Argentina Found Another Source of Dollars, but the Risk Did Not Disappear
Argentina Found Another Source of Dollars, but the Risk Did Not Disappear
Argentina Found Another Source of Dollars, but the Risk Did Not Disappear
The World Bank-backed commercial loan can supply up to $2 billion without a new foreign-law bond. The banks provide the money, but they retain only 5 per cent of the risk on each payment.
Argentina can raise up to $2 billion from commercial banks because the World Bank and MIGA will cover 95 per cent of every scheduled payment.
Argentina can raise up to $2 billion
This deal supplies one answer to the question raised by Argentina’s $4.3 billion bond payment on 9 July. The government paid that bill without issuing a new bond abroad, but it still needed a plan for the bills that follow. A World Bank-backed bank loan now forms part of that plan.
The loan does not mark a normal return to world markets. Commercial banks will supply the dollars, but two parts of the World Bank Group will stand between those banks and Argentina. The International Bank for Reconstruction and Development, or IBRD, will take the first loss. The Multilateral Investment Guarantee Agency, or MIGA, will take the second.
The order matters. If Argentina misses a principal or interest payment, IBRD will pay the banks 95 per cent of the amount due. It will keep doing so on the original payment dates until its $1.2 billion guarantee has been used. MIGA will then cover 95 per cent of later missed payments. The banks will bear the remaining 5 per cent each time.
The banks therefore lend to Argentina, but they keep little direct Argentine risk. The World Bank’s talks with lenders found that banks preferred this combined cover. A guarantee from IBRD alone would have left them with more risk, raised the price and reduced the number willing to lend.
This helps explain why the government can raise commercial money without issuing a new foreign-law bond. The loan rests partly on Argentina’s promise to pay, but its price also rests on the balance sheets of IBRD and MIGA. The World Bank document calls the structure a bridge to full market access. A bridge connects two places. It is not the destination.
The form of the loan matters too. A foreign-law bond spreads the debt among many investors. This loan will most likely come from a club of banks that can negotiate the terms and price the guarantee directly.
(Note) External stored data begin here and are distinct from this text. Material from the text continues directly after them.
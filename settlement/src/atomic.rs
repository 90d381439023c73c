//! Atomic settlement processor
//!
//! The only path through which balances change. A settlement:
//!
//! 1. locks every [`ResourceKey`] it touches, in canonical order
//! 2. opens a transaction
//! 3. stages its balance updates on the ledger (all-or-nothing)
//! 4. commits, or rolls back on any failure
//!
//! Locks are held by a [`LockSet`] and released on drop. A [`Transaction`]
//! that is dropped while still active is rolled back in the background, so
//! neither locks nor staged updates leak on early returns or cancellation.
//!
//! Fallback routes are separate ledgers bound by name. A transaction is tied
//! to the ledger it was opened on and stages, commits and rolls back there.

use crate::{types::ResourceKey, Error, Result};
use dashmap::DashMap;
use ledger_core::{AccountLedger, BalanceUpdate, TransactionId};
use std::fmt;
use std::sync::Arc;
use std::time::Duration;
use tokio::sync::{Mutex, OwnedMutexGuard};
use tracing::{debug, instrument, warn};
use uuid::Uuid;

/// Lifecycle of a transaction context
#[derive(Debug, Clone, Copy, PartialEq, Eq)]
pub enum TransactionState {
    /// Open, updates may be staged
    Active,
    /// Durable
    Committed,
    /// Discarded
    RolledBack,
}

/// Processor shared by every settlement path
#[derive(Clone)]
pub struct AtomicSettlementProcessor {
    /// Primary ledger
    ledger: Arc<dyn AccountLedger>,

    /// Ledgers reachable through named fallback routes
    routes: Arc<DashMap<String, Arc<dyn AccountLedger>>>,

    /// One async mutex per resource key
    locks: Arc<DashMap<ResourceKey, Arc<Mutex<()>>>>,

    /// Transaction contexts
    transactions: Arc<DashMap<TransactionId, TransactionState>>,

    /// Budget for acquiring a whole lock set
    lock_timeout: Duration,
}

impl fmt::Debug for AtomicSettlementProcessor {
    fn fmt(&self, f: &mut fmt::Formatter<'_>) -> fmt::Result {
        f.debug_struct("AtomicSettlementProcessor")
            .field("routes", &self.route_names())
            .field("locks", &self.locks.len())
            .field("transactions", &self.transactions.len())
            .field("lock_timeout", &self.lock_timeout)
            .finish()
    }
}

/// Locks held for one settlement; released on drop
pub struct LockSet {
    lock_id: Uuid,
    keys: Vec<ResourceKey>,
    _guards: Vec<OwnedMutexGuard<()>>,
}

impl LockSet {
    /// Lock ID
    pub fn lock_id(&self) -> Uuid {
        self.lock_id
    }

    /// Keys held, in acquisition order
    pub fn keys(&self) -> &[ResourceKey] {
        &self.keys
    }
}

impl fmt::Debug for LockSet {
    fn fmt(&self, f: &mut fmt::Formatter<'_>) -> fmt::Result {
        f.debug_struct("LockSet")
            .field("lock_id", &self.lock_id)
            .field("keys", &self.keys)
            .finish()
    }
}

impl Drop for LockSet {
    fn drop(&mut self) {
        debug!("Released lock set {} ({} keys)", self.lock_id, self.keys.len());
    }
}

/// Transaction context; rolled back on drop unless finished
pub struct Transaction {
    id: TransactionId,
    route: Option<String>,
    ledger: Arc<dyn AccountLedger>,
    processor: AtomicSettlementProcessor,
    finished: bool,
}

impl Transaction {
    /// Transaction ID
    pub fn id(&self) -> TransactionId {
        self.id
    }

    /// Fallback route the transaction runs on, `None` for the primary ledger
    pub fn route(&self) -> Option<&str> {
        self.route.as_deref()
    }
}

impl fmt::Debug for Transaction {
    fn fmt(&self, f: &mut fmt::Formatter<'_>) -> fmt::Result {
        f.debug_struct("Transaction")
            .field("id", &self.id)
            .field("route", &self.route)
            .field("finished", &self.finished)
            .finish()
    }
}

impl Drop for Transaction {
    fn drop(&mut self) {
        if self.finished {
            return;
        }

        let Some(mut state) = self.processor.transactions.get_mut(&self.id) else {
            return;
        };
        if *state != TransactionState::Active {
            return;
        }
        *state = TransactionState::RolledBack;
        drop(state);

        warn!("Transaction {} dropped while active, rolling back", self.id);
        let ledger = Arc::clone(&self.ledger);
        let id = self.id;
        if let Ok(handle) = tokio::runtime::Handle::try_current() {
            handle.spawn(async move {
                if let Err(e) = ledger.rollback(id).await {
                    warn!("Background rollback of {} failed: {}", id, e);
                }
            });
        }
    }
}

impl AtomicSettlementProcessor {
    /// Create processor over a ledger
    pub fn new(ledger: Arc<dyn AccountLedger>, lock_timeout: Duration) -> Self {
        Self {
            ledger,
            routes: Arc::new(DashMap::new()),
            locks: Arc::new(DashMap::new()),
            transactions: Arc::new(DashMap::new()),
            lock_timeout,
        }
    }

    /// Primary ledger
    pub fn ledger(&self) -> &Arc<dyn AccountLedger> {
        &self.ledger
    }

    /// Bind a fallback route to its ledger, replacing any earlier binding
    pub fn bind_route(&self, route: impl Into<String>, ledger: Arc<dyn AccountLedger>) {
        let route = route.into();
        debug!("Bound fallback route {}", route);
        self.routes.insert(route, ledger);
    }

    /// Routes with a bound ledger, sorted
    pub fn route_names(&self) -> Vec<String> {
        let mut names: Vec<_> = self.routes.iter().map(|r| r.key().clone()).collect();
        names.sort();
        names
    }

    fn ledger_for(&self, route: Option<&str>) -> Result<Arc<dyn AccountLedger>> {
        match route {
            None => Ok(Arc::clone(&self.ledger)),
            Some(route) => self
                .routes
                .get(route)
                .map(|ledger| Arc::clone(ledger.value()))
                .ok_or_else(|| Error::Technical(format!("No ledger bound to route {}", route))),
        }
    }

    /// Acquire every key, sorted by account then currency
    ///
    /// Fails with `LockTimeout` if the whole set is not held within the
    /// configured budget; keys acquired so far are released.
    #[instrument(skip(self, keys), fields(keys = keys.len()))]
    pub async fn lock(&self, keys: &[ResourceKey]) -> Result<LockSet> {
        let mut keys = keys.to_vec();
        keys.sort();
        keys.dedup();

        let deadline = tokio::time::Instant::now() + self.lock_timeout;
        let mut guards = Vec::with_capacity(keys.len());

        for key in &keys {
            let mutex = Arc::clone(
                self.locks
                    .entry(key.clone())
                    .or_insert_with(|| Arc::new(Mutex::new(())))
                    .value(),
            );

            match tokio::time::timeout_at(deadline, mutex.lock_owned()).await {
                Ok(guard) => guards.push(guard),
                Err(_) => {
                    let keys = keys
                        .iter()
                        .map(ToString::to_string)
                        .collect::<Vec<_>>()
                        .join(", ");
                    warn!("Lock timeout on [{}]", keys);
                    return Err(Error::LockTimeout {
                        millis: self.lock_timeout.as_millis() as u64,
                        keys,
                    });
                }
            }
        }

        let lock_id = Uuid::new_v4();
        debug!("Acquired lock set {} ({} keys)", lock_id, keys.len());
        Ok(LockSet {
            lock_id,
            keys,
            _guards: guards,
        })
    }

    /// Release a lock set
    pub fn unlock(&self, locks: LockSet) {
        drop(locks);
    }

    /// Drop lock entries nobody holds or waits on
    pub fn prune_locks(&self) -> usize {
        let before = self.locks.len();
        self.locks.retain(|_, mutex| Arc::strong_count(mutex) > 1);
        before - self.locks.len()
    }

    /// Allocate a transaction context on the primary ledger (no side effects yet)
    pub fn begin_transaction(&self) -> Transaction {
        self.open(None, Arc::clone(&self.ledger))
    }

    /// Allocate a transaction context on a route's ledger, or the primary for `None`
    pub fn begin_routed_transaction(&self, route: Option<&str>) -> Result<Transaction> {
        let ledger = self.ledger_for(route)?;
        Ok(self.open(route.map(str::to_string), ledger))
    }

    fn open(&self, route: Option<String>, ledger: Arc<dyn AccountLedger>) -> Transaction {
        let id = TransactionId::new();
        self.transactions.insert(id, TransactionState::Active);
        Transaction {
            id,
            route,
            ledger,
            processor: self.clone(),
            finished: false,
        }
    }

    /// State of a transaction
    pub fn transaction_state(&self, tx: TransactionId) -> Option<TransactionState> {
        self.transactions.get(&tx).map(|s| *s)
    }

    fn ensure_active(&self, tx: TransactionId) -> Result<()> {
        match self.transaction_state(tx) {
            Some(TransactionState::Active) => Ok(()),
            Some(state) => Err(Error::InvalidState(format!(
                "Transaction {} is {:?}",
                tx, state
            ))),
            None => Err(Error::InvalidState(format!("Unknown transaction {}", tx))),
        }
    }

    /// Stage updates under the transaction (all or none)
    #[instrument(skip(self, tx, updates), fields(tx = %tx.id, updates = updates.len()))]
    pub async fn update_balances(&self, tx: &Transaction, updates: &[BalanceUpdate]) -> Result<()> {
        self.ensure_active(tx.id)?;
        tx.ledger.apply_updates(tx.id, updates).await?;
        Ok(())
    }

    /// Make staged updates durable; fails fast if not active
    pub async fn commit_transaction(&self, mut tx: Transaction) -> Result<()> {
        self.ensure_active(tx.id)?;

        match tx.ledger.commit(tx.id).await {
            Ok(()) => {
                self.transactions.insert(tx.id, TransactionState::Committed);
                tx.finished = true;
                debug!("Committed {}", tx.id);
                Ok(())
            }
            // Dropping `tx` rolls it back
            Err(e) => Err(e.into()),
        }
    }

    /// Discard staged updates; fails fast after commit
    pub async fn rollback_transaction(&self, mut tx: Transaction) -> Result<()> {
        match self.transaction_state(tx.id) {
            Some(TransactionState::Committed) => {
                tx.finished = true;
                return Err(Error::InvalidState(format!(
                    "Transaction {} already committed",
                    tx.id
                )));
            }
            Some(TransactionState::RolledBack) => {
                tx.finished = true;
                return Ok(());
            }
            _ => {}
        }

        self.transactions.insert(tx.id, TransactionState::RolledBack);
        tx.finished = true;
        tx.ledger.rollback(tx.id).await?;
        debug!("Rolled back {}", tx.id);
        Ok(())
    }

    /// Forget finished transaction contexts
    pub fn prune_transactions(&self) -> usize {
        let before = self.transactions.len();
        self.transactions
            .retain(|_, state| *state == TransactionState::Active);
        before - self.transactions.len()
    }
}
The World Bank chose to support a commercial loan rather than a bond because a small group of named lenders can manage the guarantee more precisely if Argentina misses a payment. Caputo can therefore avoid a new foreign-law bond while still borrowing from lenders abroad.
The guarantee also does not make Argentina’s debt disappear. If IBRD pays the banks, Argentina must reimburse IBRD under a separate agreement. The debt moves from one relationship to another. Argentina first owes the banks. If the guarantee is called, it owes IBRD for the amount IBRD paid.
Nor can the banks demand the full guaranteed balance from IBRD as soon as Argentina misses one payment. The guarantee follows the original payment schedule. It covers missed instalments as they fall due. Each payment also reduces the guarantee for good.
The structure gives Argentina something valuable: time. The commercial loan will run for six years and includes a three-year grace period. Argentina will pay interest during those first three years but will not repay principal. Without the package, the World Bank says the likely alternative would combine a direct $1.2 billion IBRD loan with $800 million in one-year commercial finance. That short loan would need to be replaced each year.
The six-year loan removes that annual test. It lowers interest costs during the years when Argentina faces its heaviest pressure and prevents another short-term maturity from joining the loans and repos already due in 2027.
But the World Bank document makes a careful distinction. Measured in today’s money, the guaranteed plan and the likely alternative cost broadly the same. The main gain comes from when Argentina pays and how often it must return to lenders. The package cuts near-term interest costs, delays principal payments and reduces the risk that a one-year loan becomes hard or expensive to replace.
That makes the deal useful, but it also defines its limits. Argentina has not proved that investors will fund it for six years without support. It has proved that banks will lend when the World Bank Group covers almost every dollar due to them.
The July bond payment showed that Argentina could find the dollars for one large bill. This package shows where as much as $2 billion of the next dollars may come from. The banks will provide them. The World Bank Group will carry most of the payment risk. Argentina will keep the final duty to pay.
The next test is whether this bridge leads to market access before Argentina needs another bridge.